Elle s’est tournée vers moi un regard lourd de reproches, puis s’est enfuie.

L’arme m’est tombée des mains.

Je revois ce qui a suivi, dans les moindres détails, quand je me suis approchée du cadavre. 

Il se vide de son sang. 

Dans son crâne, le projectile a creusé un trou béant aussi gros qu’un poing.

Le souffle me manque. Ma vue se brouille. Mes jambes ne me portent plus. 

Je tombe face contre terre. Le malaise s’empare de moi, la nausée. Un réflexe : j’active l’ouverture de ma visière pour vomir. 

Vomir ce geste que je viens d’accomplir. 

Vomir cette arme… 

Cet homme.

Je m’essuie la bouche avec ma manche et referme la visière. Ma tête n’est plus qu’une boule de douleur fiévreuse, envenimée par la toxicité de l’air. Quand je tourne la tête vers Ivan, je lis sur son visage une confusion de sentiments : une joie et une excitation intenses nuancées par la rancœur d’un homme blessé dans sa virilité. 

Je le vois encore s’approchant de moi, le visage déformé par un sourire de prédateur. J’entends encore ses mots, ses mots insupportables :

Je n’aurais jamais imaginé ça de toi…

Cette remarque me trotte dans la tête. Je me souviens avoir eu envie de le tuer lui aussi. Maintenant, ce n’est plus qu’une colère froide qui ne parvient pas à effacer ma profonde tristesse.

Après notre entrée dans le refuge, Ivan s’est découvert du désir pour ma personne. La vue du sang l’avait excité. Il demandait une compensation pour n’avoir pas pu tuer la bête lui-même, parce que je l’en avais empêché.  Je l’ai repoussé. Il s’est fait de plus en plus insistant. Il s’est senti le besoin de me rappeler qui il est : Ivan Jansen, le troisième homme le plus riche du système solaire, le patron du groupe Jansen, mon mari, un homme à qui on ne refuse rien. Je n’ai pas cédé. 

Ivan. J’aurais préféré la laisser te piétiner.

 

 

Survive On Earth – jour 3 – un camp au milieu du désert

 

Par où commencer ? 

En l’espace d’une journée, tout a changé. Ma vie ne sera plus jamais la même. 

Ivan est mort. J’avoue ne pas ressentir autant de peine à son égard que pour l’animal que j’ai tué. Pendant dix ans il n’a cessé de me donner de nouvelles raisons de le haïr. Tout est fini maintenant, je ne le hais plus.
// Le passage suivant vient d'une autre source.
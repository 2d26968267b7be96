use chrono::{DateTime, NaiveDate, Utc};
use serde::{Deserialize, Serialize};
use uuid::Uuid;

use crate::decimal::{Money, Rate};
use crate::errors::{LoanError, Result};
use crate::interest::clear_overdue;
use crate::payments::DailyInstallment;
use crate::types::{ApplicantId, EmiId, EmiStatus, LoanId, LoanStatus};

/// identity and document details captured with an application
#[derive(Debug, Clone, PartialEq, Serialize, Deserialize)]
pub struct Applicant {
    pub name: String,
    pub mobile: String,
    pub address: String,
    pub aadhaar_number: String,
    pub pan_number: String,
    pub aadhaar_image: String,
    pub pan_image: String,
}

/// a loan request before (and after) the admin decision
#[derive(Debug, Clone, PartialEq, Serialize, Deserialize)]
pub struct LoanApplication {
    pub id: LoanId,
    pub applicant_id: ApplicantId,
    pub applicant: Applicant,
    pub amount: Money,
    pub status: LoanStatus,
    pub rejection_reason: Option<String>,
    pub created_at: DateTime<Utc>,
    pub decided_at: Option<DateTime<Utc>>,
}

impl LoanApplication {
    pub fn new(applicant_id: ApplicantId, applicant: Applicant, amount: Money, created_at: DateTime<Utc>) -> Self {
        Self {
            id: Uuid::new_v4(),
            applicant_id,
            applicant,
            amount,
            status: LoanStatus::Pending,
            rejection_reason: None,
            created_at,
            decided_at: None,
        }
    }

    /// move to a new status through the loan state machine
    pub fn transition(&mut self, to: LoanStatus, at: DateTime<Utc>) -> Result<()> {
        self.status = self.status.transition(to)?;
        if self.decided_at.is_none() {
            self.decided_at = Some(at);
        }
        Ok(())
    }
}

/// an approved loan and its repayment terms
#[derive(Debug, Clone, PartialEq, Serialize, Deserialize)]
pub struct Loan {
    pub id: LoanId,
    pub applicant_id: ApplicantId,
    pub amount: Money,
    pub total_days: u32,
    pub interest_rate: Rate,
    pub total_interest: Money,
    pub total_payable: Money,
    pub daily_emi: Money,
    pub start_date: NaiveDate,
    pub end_date: NaiveDate,
    pub status: LoanStatus,
    pub approved_at: DateTime<Utc>,
    pub completed_at: Option<DateTime<Utc>>,
    pub totals: LoanTotals,
}

impl Loan {
    /// recompute the cached totals from the installments, which stay authoritative
    pub fn refresh_totals(&mut self, emis: &[&Emi]) {
        self.totals = LoanTotals::from_emis(emis.iter().copied());
    }

    pub fn is_fully_paid(&self) -> bool {
        self.totals.emi_count > 0 && self.totals.paid_count == self.totals.emi_count
    }
}

/// aggregates over a loan's installments
#[derive(Debug, Clone, PartialEq, Serialize, Deserialize, Default)]
pub struct LoanTotals {
    pub total_paid: Money,
    /// unpaid principal plus interest
    pub remaining_balance: Money,
    /// unpaid penalties
    pub penalty_amount: Money,
    pub emi_count: u32,
    pub paid_count: u32,
    pub pending_count: u32,
    pub overdue_count: u32,
}

impl LoanTotals {
    pub fn from_emis<'a>(emis: impl IntoIterator<Item = &'a Emi>) -> Self {
        let mut totals = LoanTotals::default();
        for emi in emis {
            totals.emi_count += 1;
            match emi.status {
                EmiStatus::Paid => {
                    totals.paid_count += 1;
                    totals.total_paid += emi.total_amount;
                }
                EmiStatus::Pending | EmiStatus::Overdue => {
                    if emi.status == EmiStatus::Overdue {
                        totals.overdue_count += 1;
                    } else {
                        totals.pending_count += 1;
                    }
                    totals.remaining_balance += emi.base_amount();
                    totals.penalty_amount += emi.penalty_amount;
                }
            }
        }
        totals
    }

    /// everything still owed, penalties included
    pub fn outstanding(&self) -> Money {
        self.remaining_balance + self.penalty_amount
    }
}

/// a single daily installment
#[derive(Debug, Clone, PartialEq, Serialize, Deserialize)]
pub struct Emi {
    pub id: EmiId,
    pub loan_id: LoanId,
    pub day_number: u32,
    pub due_date: NaiveDate,
    pub principal_amount: Money,
    pub interest_amount: Money,
    pub penalty_amount: Money,
    /// principal + interest + penalty
    pub total_amount: Money,
    pub status: EmiStatus,
    pub paid_at: Option<DateTime<Utc>>,
    /// penalty days up to and including this date were waived by an admin
    pub penalty_waived_through: Option<NaiveDate>,
    /// bumped on every change, for optimistic concurrency
    pub version: u64,
}

impl Emi {
    pub fn new(loan_id: LoanId, installment: &DailyInstallment, due_date: NaiveDate) -> Self {
        Self {
            id: Uuid::new_v4(),
            loan_id,
            day_number: installment.day_number,
            due_date,
            principal_amount: installment.principal_amount,
            interest_amount: installment.interest_amount,
            penalty_amount: Money::ZERO,
            total_amount: installment.total(),
            status: EmiStatus::Pending,
            paid_at: None,
            penalty_waived_through: None,
            version: 0,
        }
    }

    /// principal + interest, without penalty
    pub fn base_amount(&self) -> Money {
        self.principal_amount + self.interest_amount
    }

    /// due date has passed and the installment is still unpaid
    pub fn is_past_due(&self, today: NaiveDate) -> bool {
        self.status.is_unpaid() && self.due_date < today
    }

    /// fails when the caller saw an older version
    pub fn check_version(&self, expected: Option<u64>) -> Result<()> {
        match expected {
            Some(expected) if expected != self.version => Err(LoanError::StaleVersion {
                emi_id: self.id,
                expected,
                actual: self.version,
            }),
            _ => Ok(()),
        }
    }

    /// mark overdue and replace the stored penalty; returns whether anything changed
    pub fn apply_penalty(&mut self, penalty: Money) -> Result<bool> {
        let status = self.status.transition(EmiStatus::Overdue)?;
        if status == self.status && penalty == self.penalty_amount {
            return Ok(false);
        }

        self.status = status;
        self.penalty_amount = penalty;
        self.total_amount = self.base_amount() + penalty;
        self.version += 1;
        Ok(true)
    }

    /// settle the installment; false when it was already paid
    pub fn mark_paid(&mut self, at: DateTime<Utc>) -> Result<bool> {
        if self.status.is_paid() {
            return Ok(false);
        }

        self.status = self.status.transition(EmiStatus::Paid)?;
        self.paid_at = Some(at);
        self.version += 1;
        Ok(true)
    }

    /// administrative waiver of the accrued penalty
    pub fn waive_penalty(&mut self, through: NaiveDate) -> Result<()> {
        if self.status.is_paid() {
            return Err(LoanError::InvalidTransition {
                entity: "emi",
                from: self.status.to_string(),
                to: "penalty waived".to_string(),
            });
        }

        let cleared = clear_overdue(self);
        self.penalty_amount = cleared.penalty_amount;
        self.total_amount = cleared.total_amount;
        self.penalty_waived_through = Some(through);
        self.version += 1;
        Ok(())
    }
}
Ce matin, nos clés magnétiques étaient toujours inutilisables, et nous ne parvenions pas à reprendre contact avec la compagnie de voyage. Ivan et moi n’avons échangé aucun mot. Nous avons mangé un plat préparé infect puis nous sommes partis avec le buggy. La vue était toujours aussi bouchée. Je pilotais le véhicule pendant qu’Ivan gaspillait ses munitions à tirer sur des silhouettes vaporeuses. Tout cela ne me paraissait pas réel, j’avais la sensation d’errer dans un monde factice où notre parcours était tracé d’avance. Et le pilotage manuel n’y changeait rien. 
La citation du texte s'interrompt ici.